### Problem statement:
Please quote exactly the lines below from the line containing "Some((level, reps)) =>" to the line containing "match progress_bodyweight(records, ctx.phase)", both lines included, and nothing else.
==========
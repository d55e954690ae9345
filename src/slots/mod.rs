pub mod annotate;
pub mod detect;
pub mod report;

pub use detect::{detect_slots, DetectParams, ParamOverrides, SizeBounds, SlotCandidate};
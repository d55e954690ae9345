extern crate alien_textures;

use std::path::{Path, PathBuf};

use alien_textures::texgen::{
    self,
    block::BlockTexture,
    gui::{GuiTexture, Style},
    Texture,
};
use anyhow::Result;
use clap::{Parser, Subcommand};

#[derive(Subcommand)]
enum CliCommand {
    /// Generates a GUI texture
    Gui {
        #[clap(value_enum)]
        /// GUI to draw
        gui: GuiTexture
    },
    /// Generates a 16x16 block texture
    Block {
        #[clap(value_enum)]
        /// Block to draw
        block: BlockTexture
    },
    /// Generates every texture
    All { },
    /// Lists textures and where they are written
    List { },
}

/// Draws the mod's GUI and block textures
#[derive(Parser)]
struct Cli {
    #[command(flatten)]
    verbose: clap_verbosity_flag::Verbosity,
    #[clap(long, value_enum, default_value_t=Style::Egyptian)]
    /// Drawing style for GUI textures
    style: Style,
    #[clap(long, default_value="src/main/resources/assets/alientech")]
    /// Asset directory textures are written below
    out_dir: PathBuf,
    #[command(subcommand)]
    command: CliCommand
}

fn generate(textures: &[Texture], style: Style, out_dir: &Path) -> Result<()> {
    for texture in textures {
        let path = texgen::generate(*texture, style, out_dir)?;
        println!("Created {} ({})", path.display(), texture);
    }
    Ok(())
}

fn list(out_dir: &Path) -> Result<()> {
    for texture in Texture::ALL {
        println!("{:24} {}", texture.to_string(), out_dir.join(texture.asset_path()).display());
    }
    Ok(())
}

fn main() -> Result<()> {
    let args = Cli::parse();
    env_logger::Builder::new()
        .filter_level(args.verbose.log_level_filter())
        .init();

    let out_dir = args.out_dir.as_path();

    match args.command {
        CliCommand::Gui{ gui } => {
            generate(&[ Texture::Gui(gui) ], args.style, out_dir)
        },
        CliCommand::Block{ block } => {
            generate(&[ Texture::Block(block) ], args.style, out_dir)
        },
        CliCommand::All{ } => {
            generate(&Texture::ALL, args.style, out_dir)
        },
        CliCommand::List{ } => {
            list(out_dir)
        },
    }
}
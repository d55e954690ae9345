use crate::slots::SlotCandidate;
use anyhow::Result;

pub fn format_slot(index: usize, slot: &SlotCandidate) -> String {
    format!("Slot {}: center=({}, {}), bounds=[{}-{}, {}-{}], size={}x{}",
        index, slot.center_x(), slot.center_y(),
        slot.x_min, slot.x_max, slot.y_min, slot.y_max,
        slot.width(), slot.height())
}

/// Container menu registration, using the slot's top-left corner
pub fn format_menu_slot(index: usize, slot: &SlotCandidate) -> String {
    format!("this.addSlot(new SlotItemHandler(..., {}, {}, {}));", index, slot.x_min, slot.y_min)
}

pub fn print_slots(slots: &[SlotCandidate]) -> Result<()> {
    if slots.is_empty() {
        println!("No slots found");
        return Ok(());
    }
    println!("Found {} potential slots:", slots.len());
    for (n, slot) in slots.iter().enumerate() {
        println!("{}", format_slot(n, slot));
    }
    Ok(())
}

pub fn print_menu_slots(slots: &[SlotCandidate], limit: Option<usize>) -> Result<()> {
    let count = limit.unwrap_or(slots.len()).min(slots.len());
    println!("Menu slot registrations (first {}):", count);
    for (n, slot) in slots.iter().take(count).enumerate() {
        println!("{}", format_menu_slot(n, slot));
    }
    Ok(())
}
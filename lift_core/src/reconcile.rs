//! Equipment reconciliation.
//!
//! Snaps computed weights and band levels onto what the user actually owns.
//! A suggestion with no owned match at all resolves to `None`.

use crate::equipment::{EquipmentFamily, Inventory};
use crate::types::{same_weight, BandLevel, Load};

/// Whether the user's barbells stand in for fixed weight bars
fn bar_substitutes(family: EquipmentFamily, inventory: &Inventory) -> bool {
    family == EquipmentFamily::FixedWeightBar
        && (inventory.owns_name("olympic barbell") || inventory.owns_name("ez curl bar"))
}

/// Pair prescriptions are combined weights; the ledger is per unit
fn per_unit(weight: f64, family: EquipmentFamily, quantity: u32) -> f64 {
    if family.is_pairable() && quantity == 2 {
        weight / 2.0
    } else {
        weight
    }
}

fn combined(weight: f64, family: EquipmentFamily, quantity: u32) -> f64 {
    if family.is_pairable() && quantity == 2 {
        weight * 2.0
    } else {
        weight
    }
}

/// Closest owned weight held at least `quantity` times, by distance then
/// lighter first. Returned as a combined figure for pairs.
pub fn closest_owned_weight(
    suggested: f64,
    family: EquipmentFamily,
    quantity: u32,
    inventory: &Inventory,
) -> Option<f64> {
    let target = per_unit(suggested, family, quantity);
    inventory
        .loads(family)
        .iter()
        .filter(|owned| owned.count >= quantity)
        .filter_map(|owned| owned.load.weight())
        .min_by(|a, b| {
            let da = (a - target).abs();
            let db = (b - target).abs();
            da.total_cmp(&db).then(a.total_cmp(b))
        })
        .map(|w| combined(w, family, quantity))
}

/// Closest owned band level held at least `quantity` times, scanning outward
/// from the target and checking the lighter side first
pub fn closest_owned_band(
    level: BandLevel,
    family: EquipmentFamily,
    quantity: u32,
    inventory: &Inventory,
) -> Option<BandLevel> {
    let owned = |band: BandLevel| inventory.count_of(family, &Load::Band(band)) >= quantity;
    let start = level.position();
    let ladder = BandLevel::ALL;

    for distance in 0..ladder.len() {
        if let Some(lower) = start.checked_sub(distance) {
            if owned(ladder[lower]) {
                return Some(ladder[lower]);
            }
        }
        if let Some(&higher) = ladder.get(start + distance) {
            if owned(higher) {
                return Some(higher);
            }
        }
    }
    None
}

/// Reconcile a gym weight. Exercises without a ledger family keep their weight.
pub fn reconcile_weight(
    weight: f64,
    equipment: Option<(EquipmentFamily, u32)>,
    inventory: &Inventory,
) -> Option<f64> {
    let Some((family, quantity)) = equipment else {
        return Some(weight);
    };
    if bar_substitutes(family, inventory) {
        return Some(weight);
    }

    let unit = per_unit(weight, family, quantity);
    if inventory.count_of(family, &Load::Weight(unit)) >= quantity {
        return Some(weight);
    }

    let snapped = closest_owned_weight(weight, family, quantity, inventory);
    match snapped {
        Some(w) if !same_weight(w, weight) => {
            tracing::debug!("Snapped {} {} to owned {}", family.label(), weight, w)
        }
        None => tracing::debug!(
            "No owned {} for {} x{}",
            family.label(),
            weight,
            quantity
        ),
        _ => {}
    }
    snapped
}

/// Reconcile a band level. Exercises without a ledger family keep their level.
pub fn reconcile_band(
    level: BandLevel,
    equipment: Option<(EquipmentFamily, u32)>,
    inventory: &Inventory,
) -> Option<BandLevel> {
    let Some((family, quantity)) = equipment else {
        return Some(level);
    };
    if inventory.count_of(family, &Load::Band(level)) >= quantity {
        return Some(level);
    }
    closest_owned_band(level, family, quantity, inventory)
}
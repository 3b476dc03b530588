#![forbid(unsafe_code)]

//! Core domain model and workout generation for Lift.
//!
//! This crate provides:
//! - Domain types (exercises, records, prescriptions, user context)
//! - Equipment requirements, inventory and reconciliation
//! - Split tables, the split planner and day/phase resolution
//! - Catalog filtering, volume allocation and exercise selection
//! - The intensity engine and the generation pipeline
//! - Persistence helpers (profiles, JSONL history, CSV export)

pub mod types;
pub mod error;
pub mod equipment;
pub mod split;
pub mod phase;
pub mod catalog;
pub mod filter;
pub mod allocation;
pub mod selection;
pub mod reconcile;
pub mod intensity;
pub mod engine;
pub mod alternatives;
pub mod config;
pub mod logging;
pub mod history;
pub mod profile;
pub mod export;

// Re-export commonly used types
pub use error::{Error, Result};
pub use types::*;
pub use catalog::{build_default_catalog, default_catalog, Catalog};
pub use config::{AllocatorKind, Config, GenerationConfig};
pub use equipment::{EquipmentCheck, EquipmentGap, EquipmentRequirement, Inventory};
pub use split::{recommend_split, SplitName};
pub use history::{History, HistoryEntry, JsonlHistory, RecordSink};
pub use profile::UserProfile;
pub use engine::{generate_workout, suggest_for_exercise, GeneratedWorkout};
pub use alternatives::{check_exercise_equipment, find_alternative, AdjustMode, Alternative};
impl Goal {
    pub const ALL: [Goal; 8] = [
        Goal::GetStronger,
        Goal::Powerlifting,
        Goal::Bodybuilding,
        Goal::BuildMuscles,
        Goal::Aesthetics,
        Goal::LosingWeight,
        Goal::GetLean,
        Goal::IncreaseEndurance,
    ];

    pub fn label(self) -> &'static str {
        match self {
            Goal::GetStronger => "Get stronger",
            Goal::Powerlifting => "Powerlifting",
            Goal::Bodybuilding => "Bodybuilding",
            Goal::BuildMuscles => "Build muscles",
            Goal::Aesthetics => "Aesthetics",
            Goal::LosingWeight => "Losing weight",
            Goal::GetLean => "Get lean",
            Goal::IncreaseEndurance => "Increase endurance",
        }
    }

    pub fn phase(self) -> Phase {
        match self {
            Goal::GetStronger | Goal::Powerlifting => Phase::Strength,
            Goal::Bodybuilding
            | Goal::BuildMuscles
            | Goal::Aesthetics
            | Goal::LosingWeight
            | Goal::GetLean => Phase::Hypertrophy,
            Goal::IncreaseEndurance => Phase::Endurance,
        }
    }

    /// Exercise purpose tags this goal trains ("H" hypertrophy, "C" cardio, "AE" aerobic endurance)
    pub fn modalities(self) -> &'static [&'static str] {
        match self {
            Goal::LosingWeight | Goal::GetLean => &["H", "C"],
            Goal::IncreaseEndurance => &["H", "AE"],
            _ => &["H"],
        }
    }

    /// Goals that count as a strength focus when choosing a split
    pub fn is_strength_focus(self) -> bool {
        matches!(self, Goal::GetStronger | Goal::Powerlifting)
    }

    /// Goals that count as a muscle-building focus when choosing a split
    pub fn is_hypertrophy_focus(self) -> bool {
        matches!(self, Goal::Bodybuilding | Goal::BuildMuscles | Goal::GetLean)
    }
}

impl fmt::Display for Goal {
    fn fmt(&self, f: &mut fmt::Formatter<'_>) -> fmt::Result {
        f.write_str(self.label())
    }
}

impl FromStr for Goal {
    type Err = Error;

    fn from_str(s: &str) -> Result<Self> {
        let wanted = s.trim();
        Goal::ALL
            .into_iter()
            .find(|g| g.label().eq_ignore_ascii_case(wanted))
            .ok_or_else(|| Error::UnknownGoal(wanted.to_string()))
    }
}

impl TryFrom<String> for Goal {
    type Error = Error;

    fn try_from(value: String) -> Result<Self> {
        value.parse()
    }
}

impl From<Goal> for String {
    fn from(goal: Goal) -> Self {
        goal.label().to_string()
    }
}

// ============================================================================
// Modality and Loads
// ============================================================================

/// How an exercise is loaded, inferred from its catalog lower bound
#[derive(Clone, Copy, Debug, Serialize, Deserialize, PartialEq, Eq, Hash)]
pub enum Modality {
    #[serde(rename = "Gym Equipment")]
    GymEquipment,
    #[serde(rename = "Resistance Band")]
    ResistanceBand,
    #[serde(rename = "Timed Exercise")]
    Timed,
    Bodyweight,
}

impl fmt::Display for Modality {
    fn fmt(&self, f: &mut fmt::Formatter<'_>) -> fmt::Result {
        match self {
            Modality::GymEquipment => write!(f, "Gym Equipment"),
            Modality::ResistanceBand => write!(f, "Resistance Band"),
            Modality::Timed => write!(f, "Timed Exercise"),
            Modality::Bodyweight => write!(f, "Bodyweight"),
        }
    }
}
//! Volume allocation.
//!
//! Turns a session's time budget into an exercise count and spreads it over
//! the day group's target muscles, biased toward the user's priority muscles.

use crate::config::AllocatorKind;
use crate::split::DayGroup;
use rand::Rng;
use serde::Serialize;
use std::collections::BTreeSet;

/// Exercises allotted to one target muscle
#[derive(Clone, Debug, PartialEq, Eq, Serialize)]
pub struct MuscleAllocation {
    pub muscle: String,
    pub count: usize,
}

/// Number of exercises that fit in a session:
/// `floor(minutes / (minutes_per_set + rest) / sets_per_exercise)`
pub fn session_budget(
    session_minutes: u32,
    minutes_per_set: u32,
    rest_minutes: u32,
    sets_per_exercise: u32,
) -> usize {
    let per_exercise = (minutes_per_set + rest_minutes) * sets_per_exercise;
    if per_exercise == 0 {
        return 0;
    }
    (session_minutes / per_exercise) as usize
}

/// Dispatch to the configured allocator
pub fn allocate<R: Rng + ?Sized>(
    kind: AllocatorKind,
    budget: usize,
    group: &DayGroup,
    priority: &BTreeSet<String>,
    bias_factor: f64,
    rng: &mut R,
) -> Vec<MuscleAllocation> {
    let allocation = match kind {
        AllocatorKind::Stochastic => allocate_stochastic(budget, group, priority, bias_factor, rng),
        AllocatorKind::Biased => allocate_biased(budget, group, priority, bias_factor, rng),
    };
    tracing::debug!("{:?} allocation of {} over {}: {:?}", kind, budget, group.label, allocation);
    allocation
}

/// Categorical draws from the day group's probabilities, with `bias_factor`
/// added to priority muscles before normalising
pub fn allocate_stochastic<R: Rng + ?Sized>(
    budget: usize,
    group: &DayGroup,
    priority: &BTreeSet<String>,
    bias_factor: f64,
    rng: &mut R,
) -> Vec<MuscleAllocation> {
    let weights: Vec<f64> = group
        .targets
        .iter()
        .map(|t| {
            if priority.contains(t.muscle) {
                t.probability + bias_factor
            } else {
                t.probability
            }
        })
        .collect();
    let probabilities = normalize(&weights);

    let mut counts = vec![0usize; probabilities.len()];
    if !counts.is_empty() {
        for _ in 0..budget {
            let draw: f64 = rng.random();
            let mut cumulative = 0.0;
            // Float error can leave the last bucket's upper edge below 1
            let mut chosen = probabilities.len() - 1;
            for (i, p) in probabilities.iter().enumerate() {
                cumulative += p;
                if draw < cumulative {
                    chosen = i;
                    break;
                }
            }
            counts[chosen] += 1;
        }
    }

    tally(group, counts)
}

/// Uniform draws inside each muscle's focus range, boosted for priority
/// muscles, renormalised and scaled to the budget
pub fn allocate_biased<R: Rng + ?Sized>(
    budget: usize,
    group: &DayGroup,
    priority: &BTreeSet<String>,
    bias_factor: f64,
    rng: &mut R,
) -> Vec<MuscleAllocation> {
    let shares: Vec<f64> = group
        .targets
        .iter()
        .map(|t| {
            let (lo, hi) = (t.focus.0.max(0.0), t.focus.1.max(t.focus.0.max(0.0)));
            let mut value = if hi > lo {
                rng.random_range(lo..=hi)
            } else {
                lo
            };
            if priority.contains(t.muscle) {
                value = (value * (1.0 + bias_factor)).clamp(lo, hi);
            }
            value
        })
        .collect();

    let counts = normalize(&shares)
        .into_iter()
        .map(|share| (share * budget as f64).round() as usize)
        .collect();
    tally(group, counts)
}

/// Scale to sum 1; an all-zero vector becomes uniform
fn normalize(values: &[f64]) -> Vec<f64> {
    let total: f64 = values.iter().sum();
    if total > 0.0 {
        values.iter().map(|v| v / total).collect()
    } else if values.is_empty() {
        Vec::new()
    } else {
        vec![1.0 / values.len() as f64; values.len()]
    }
}

fn tally(group: &DayGroup, counts: Vec<usize>) -> Vec<MuscleAllocation> {
    group
        .targets
        .iter()
        .zip(counts)
        .map(|(t, count)| MuscleAllocation {
            muscle: t.muscle.to_string(),
            count,
        })
        .collect()
}
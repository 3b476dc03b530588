//! Intensity engine.
//!
//! Decides the load and reps (or hold time) of one selected exercise:
//! - Gym equipment: progressive overload on same-phase history, a rep-max
//!   conversion of other-phase history, a transfer from a variation, or a
//!   cold start from the catalog lower bound
//! - Resistance bands: step a four-level ladder up or down
//! - Bodyweight: add a rep until the phase ceiling
//! - Timed: add five seconds up to three minutes
//!
//! Gym and band suggestions are then reconciled against owned equipment.

use crate::equipment::{specific_equipment, Inventory};
use crate::history::History;
use crate::reconcile::{reconcile_band, reconcile_weight};
use crate::types::*;

/// Discount applied when transferring a load from a similar exercise
pub const TRANSFER_FACTOR: f64 = 0.8;

/// Reps prescribed when starting from the catalog
pub const DEFAULT_REPS: u32 = 10;

/// Hold-time increment and ceiling, in seconds
pub const TIME_INCREMENT: u32 = 5;
pub const MAX_HOLD_SECONDS: u32 = 180;

/// Band ladder used for progression; "Extra Light" sits at the floor
pub const BAND_LADDER: [BandLevel; 4] = [
    BandLevel::Light,
    BandLevel::Medium,
    BandLevel::Heavy,
    BandLevel::ExtraHeavy,
];

/// Per-unit weights commonly stocked for dumbbells and kettlebells
const COMMON_WEIGHTS: [f64; 24] = [
    5.0, 7.5, 10.0, 12.5, 15.0, 17.5, 20.0, 22.5, 25.0, 30.0, 35.0, 40.0, 45.0, 50.0, 55.0, 60.0,
    65.0, 70.0, 75.0, 80.0, 85.0, 90.0, 95.0, 100.0,
];

/// Everything the engine reads besides the exercise itself
#[derive(Clone, Copy, Debug)]
pub struct IntensityContext<'a> {
    pub level: Level,
    pub phase: Phase,
    pub history: &'a History,
    pub inventory: &'a Inventory,
    /// Filtered exercises; similar-exercise transfer only applies inside it
    pub universe: &'a [&'a Exercise],
}

#[derive(Clone, Debug, PartialEq)]
pub struct Suggestion {
    pub prescription: Prescription,
    pub basis: IntensityBasis,
}

/// Weight and reps before equipment reconciliation
#[derive(Clone, Copy, Debug, PartialEq)]
pub struct WeightReps {
    pub weight: f64,
    pub reps: u32,
}

/// Prescribe intensity for one exercise. Never fails; missing data degrades
/// through the documented fallbacks.
pub fn determine_intensity(exercise: &Exercise, ctx: &IntensityContext<'_>) -> Suggestion {
    let suggestion = match exercise.modality() {
        Modality::GymEquipment => gym_suggestion(exercise, ctx),
        Modality::ResistanceBand => band_suggestion(exercise, ctx),
        Modality::Bodyweight => bodyweight_suggestion(exercise, ctx),
        Modality::Timed => timed_suggestion(exercise, ctx),
    };
    tracing::debug!(
        "{}: {:?} via {:?}",
        exercise.name,
        suggestion.prescription,
        suggestion.basis
    );
    suggestion
}

// ============================================================================
// Gym equipment
// ============================================================================

fn gym_suggestion(exercise: &Exercise, ctx: &IntensityContext<'_>) -> Suggestion {
    let equipment = specific_equipment(&exercise.equipment);
    let quantity = equipment.map_or(1, |(_, q)| q);
    let records = ctx.history.records(&exercise.name);

    let estimate = progress_weight(records, ctx.phase)
        .or_else(|| transfer_from_similar(exercise, ctx, quantity))
        .or_else(|| {
            let lower_bound = exercise.lower_bound.weight()?;
            let raw = cold_start_weight(lower_bound, quantity, ctx.level);
            Some((
                WeightReps {
                    weight: round_gym_weight(raw, quantity > 1),
                    reps: DEFAULT_REPS,
                },
                IntensityBasis::ColdStart,
            ))
        });

    let Some((target, basis)) = estimate else {
        return Suggestion {
            prescription: Prescription::Gym {
                weight: None,
                reps: DEFAULT_REPS,
            },
            basis: IntensityBasis::Fallback,
        };
    };

    Suggestion {
        prescription: Prescription::Gym {
            weight: reconcile_weight(target.weight, equipment, ctx.inventory),
            reps: target.reps,
        },
        basis,
    }
}

/// Same-phase progression, else a rep-max conversion of the latest record
fn progress_weight(
    records: &[ExerciseRecord],
    phase: Phase,
) -> Option<(WeightReps, IntensityBasis)> {
    if let Some(next) = weight_algorithm(records, phase) {
        return Some((next, IntensityBasis::Progression));
    }

    let last = records
        .iter()
        .rev()
        .find(|r| r.weight_value().is_some() && !r.reps.is_empty())?;
    let weight = last.weight_value()?;
    let reps = last.average_reps()?;
    let target = phase.target_reps().min;
    tracing::debug!(
        "No {} history, estimating from {} x {}",
        phase,
        weight,
        reps
    );
    Some((
        WeightReps {
            weight: estimate_weight_at_reps(weight, reps, target),
            reps: target,
        },
        IntensityBasis::RepMaxEstimate,
    ))
}

/// Next (weight, reps) from records of the current phase.
///
/// Tries, in order: lighter weight for two more reps, heavier weight for one
/// or two fewer reps, same weight for one more rep, heavier weight at the
/// bottom of the range. Each candidate must stay inside the phase range and
/// must not have been matched or beaten before at that weight. Returns `None` without same-phase weighted records.
pub fn weight_algorithm(records: &[ExerciseRecord], phase: Phase) -> Option<WeightReps> {
    let history: Vec<&ExerciseRecord> = records
        .iter()
        .filter(|r| r.phase == phase && r.weight_value().is_some() && !r.reps.is_empty())
        .collect();
    let last = history.last()?;
    let last_weight = last.weight_value()?;
    let avg = last.average_reps()?;

    let range = phase.target_reps();
    let increment = phase.weight_increment();
    let already_achieved = |weight: f64, reps: u32| {
        history.iter().any(|r| {
            r.weight_value().is_some_and(|w| same_weight(w, weight))
                && r.total_reps() >= reps * r.reps.len() as u32
        })
    };
    let candidate = |weight: f64, reps: u32| {
        (!already_achieved(weight, reps)).then_some(WeightReps { weight, reps })
    };

    let lighter = last_weight - increment;
    if range.contains(avg + 2) && lighter > 0.0 {
        if let Some(next) = candidate(lighter, avg + 2) {
            return Some(next);
        }
    }

    let heavier = last_weight + increment;
    for drop in [2, 1] {
        if avg >= drop && range.contains(avg - drop) {
            if let Some(next) = candidate(heavier, avg - drop) {
                return Some(next);
            }
        }
    }

    if range.contains(avg + 1) {
        if let Some(next) = candidate(last_weight, avg + 1) {
            return Some(next);
        }
    }

    Some(WeightReps {
        weight: heavier,
        reps: range.min,
    })
}

/// Brzycki one-rep max; valid for low rep counts
pub fn brzycki(weight: f64, reps: u32, target_reps: u32) -> f64 {
    let one_rm = weight / (1.0278 - 0.0278 * reps as f64);
    one_rm * (1.0278 - 0.0278 * target_reps as f64)
}

/// Epley one-rep max
pub fn epley(weight: f64, reps: u32, target_reps: u32) -> f64 {
    let one_rm = weight * (1.0 + 0.0333 * reps as f64);
    one_rm / (1.0 + 0.0333 * target_reps as f64)
}

/// Equivalent weight at `target_reps`, rounded to the nearest 5
pub fn estimate_weight_at_reps(weight: f64, reps: u32, target_reps: u32) -> f64 {
    let estimate = if reps <= 10 && target_reps <= 10 {
        brzycki(weight, reps, target_reps)
    } else {
        epley(weight, reps, target_reps)
    };
    round_to_increment(estimate, 5.0)
}

pub fn round_to_increment(weight: f64, increment: f64) -> f64 {
    (weight / increment).round() * increment
}

/// Round to a plausible gym weight. Pairs round the per-unit weight to the
/// closest commonly stocked size and double it.
pub fn round_gym_weight(weight: f64, pair: bool) -> f64 {
    if !pair {
        return round_to_increment(weight, 5.0);
    }
    let per_unit = weight / 2.0;
    let closest = COMMON_WEIGHTS
        .iter()
        .copied()
        .min_by(|a, b| {
            (a - per_unit)
                .abs()
                .total_cmp(&(b - per_unit).abs())
                .then(a.total_cmp(b))
        })
        .unwrap_or(per_unit);
    closest * 2.0
}

/// Catalog lower bound scaled to the required units and experience level
pub fn cold_start_weight(lower_bound: f64, quantity: u32, level: Level) -> f64 {
    lower_bound * quantity as f64 * level.cold_start_multiplier()
}

/// First variation with weighted history, discounted and rounded
fn transfer_from_similar(
    exercise: &Exercise,
    ctx: &IntensityContext<'_>,
    quantity: u32,
) -> Option<(WeightReps, IntensityBasis)> {
    if !ctx.universe.iter().any(|e| e.name == exercise.name) {
        return None;
    }

    exercise.variations.iter().find_map(|name| {
        let last = ctx
            .history
            .records(name)
            .iter()
            .rev()
            .find(|r| r.weight_value().is_some() && !r.reps.is_empty())?;
        let weight = last.weight_value()? * TRANSFER_FACTOR;
        Some((
            WeightReps {
                weight: round_gym_weight(weight, quantity > 1),
                reps: last.average_reps_floor()?,
            },
            IntensityBasis::SimilarExercise { name: name.clone() },
        ))
    })
}

// ============================================================================
// Resistance bands
// ============================================================================

fn band_suggestion(exercise: &Exercise, ctx: &IntensityContext<'_>) -> Suggestion {
    let equipment = specific_equipment(&exercise.equipment);
    let records = ctx.history.records(&exercise.name);

    let (level, reps, basis) = match progress_band(records, ctx.phase) {
        Some((level, reps)) => (Some(level), reps, IntensityBasis::Progression),
        None => match exercise.lower_bound.band() {
            Some(level) => (Some(level), DEFAULT_REPS, IntensityBasis::ColdStart),
            None => (None, DEFAULT_REPS, IntensityBasis::Fallback),
        },
    };

    Suggestion {
        prescription: Prescription::Band {
            level: level.and_then(|l| reconcile_band(l, equipment, ctx.inventory)),
            reps,
        },
        basis,
    }
}

/// Next band level and reps from the latest same-phase record, or the latest
/// record of any phase
pub fn progress_band(records: &[ExerciseRecord], phase: Phase) -> Option<(BandLevel, u32)> {
    let usable = |r: &&ExerciseRecord| r.band().is_some() && !r.reps.is_empty();
    let last = records
        .iter()
        .rev()
        .filter(usable)
        .find(|r| r.phase == phase)
        .or_else(|| records.iter().rev().find(usable))?;
    let band = last.band()?;
    let avg = last.average_reps_floor()?;
    let range = phase.target_reps();

    let Some(index) = BAND_LADDER.iter().position(|b| *b == band) else {
        // Extra Light sits below the ladder and can only step up to its first rung
        return if avg >= range.max {
            Some((BAND_LADDER[0], range.min))
        } else {
            Some((band, avg + 1))
        };
    };
    if avg >= range.max && index + 1 < BAND_LADDER.len() {
        Some((BAND_LADDER[index + 1], range.min))
    } else if avg < range.min && index > 0 {
        Some((BAND_LADDER[index - 1], avg + 1))
    } else {
        Some((band, avg + 1))
    }
}

// ============================================================================
// Bodyweight and timed
// ============================================================================

fn bodyweight_suggestion(exercise: &Exercise, ctx: &IntensityContext<'_>) -> Suggestion {
    let records = ctx.history.records(&exercise.name);
    match progress_bodyweight(records, ctx.phase) {
        Some(reps) => Suggestion {
            prescription: Prescription::Bodyweight { reps },
            basis: IntensityBasis::Progression,
        },
        None => Suggestion {
            prescription: Prescription::Bodyweight {
                reps: ctx.phase.target_reps().min,
            },
            basis: IntensityBasis::ColdStart,
        },
    }
}

/// One more rep than the weakest set of the latest same-phase record,
/// capped at the phase ceiling
pub fn progress_bodyweight(records: &[ExerciseRecord], phase: Phase) -> Option<u32> {
    let last = records
        .iter()
        .rev()
        .find(|r| r.phase == phase && !r.reps.is_empty())?;
    let min = last.min_reps()?;
    let max = phase.target_reps().max;
    Some(if min < max { min + 1 } else { max })
}

fn timed_suggestion(exercise: &Exercise, ctx: &IntensityContext<'_>) -> Suggestion {
    let records = ctx.history.records(&exercise.name);
    if let Some(seconds) = progress_time(records) {
        return Suggestion {
            prescription: Prescription::Timed {
                seconds: Some(seconds),
            },
            basis: IntensityBasis::Progression,
        };
    }

    let seconds = exercise.lower_bound.seconds();
    Suggestion {
        prescription: Prescription::Timed { seconds },
        basis: if seconds.is_some() {
            IntensityBasis::ColdStart
        } else {
            IntensityBasis::Fallback
        },
    }
}

/// Average hold of the latest timed record plus the increment, capped
pub fn progress_time(records: &[ExerciseRecord]) -> Option<u32> {
    let last = records.iter().rev().find(|r| !r.times.is_empty())?;
    let avg = last.average_time_floor()?;
    Some((avg + TIME_INCREMENT).min(MAX_HOLD_SECONDS))
}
==========
### Result of this exercise:
        Some((level, reps)) => (Some(level), reps, IntensityBasis::Progression),
        None => match exercise.lower_bound.band() {
            Some(level) => (Some(level), DEFAULT_REPS, IntensityBasis::ColdStart),
            None => (None, DEFAULT_REPS, IntensityBasis::Fallback),
        },
    };

    Suggestion {
        prescription: Prescription::Band {
            level: level.and_then(|l| reconcile_band(l, equipment, ctx.inventory)),
            reps,
        },
        basis,
    }
}

/// Next band level and reps from the latest same-phase record, or the latest
/// record of any phase
pub fn progress_band(records: &[ExerciseRecord], phase: Phase) -> Option<(BandLevel, u32)> {
    let usable = |r: &&ExerciseRecord| r.band().is_some() && !r.reps.is_empty();
    let last = records
        .iter()
        .rev()
        .filter(usable)
        .find(|r| r.phase == phase)
        .or_else(|| records.iter().rev().find(usable))?;
    let band = last.band()?;
    let avg = last.average_reps_floor()?;
    let range = phase.target_reps();

    let Some(index) = BAND_LADDER.iter().position(|b| *b == band) else {
        // Extra Light sits below the ladder and can only step up to its first rung
        return if avg >= range.max {
            Some((BAND_LADDER[0], range.min))
        } else {
            Some((band, avg + 1))
        };
    };
    if avg >= range.max && index + 1 < BAND_LADDER.len() {
        Some((BAND_LADDER[index + 1], range.min))
    } else if avg < range.min && index > 0 {
        Some((BAND_LADDER[index - 1], avg + 1))
    } else {
        Some((band, avg + 1))
    }
}

// ============================================================================
// Bodyweight and timed
// ============================================================================

fn bodyweight_suggestion(exercise: &Exercise, ctx: &IntensityContext<'_>) -> Suggestion {
    let records = ctx.history.records(&exercise.name);
    match progress_bodyweight(records, ctx.phase) {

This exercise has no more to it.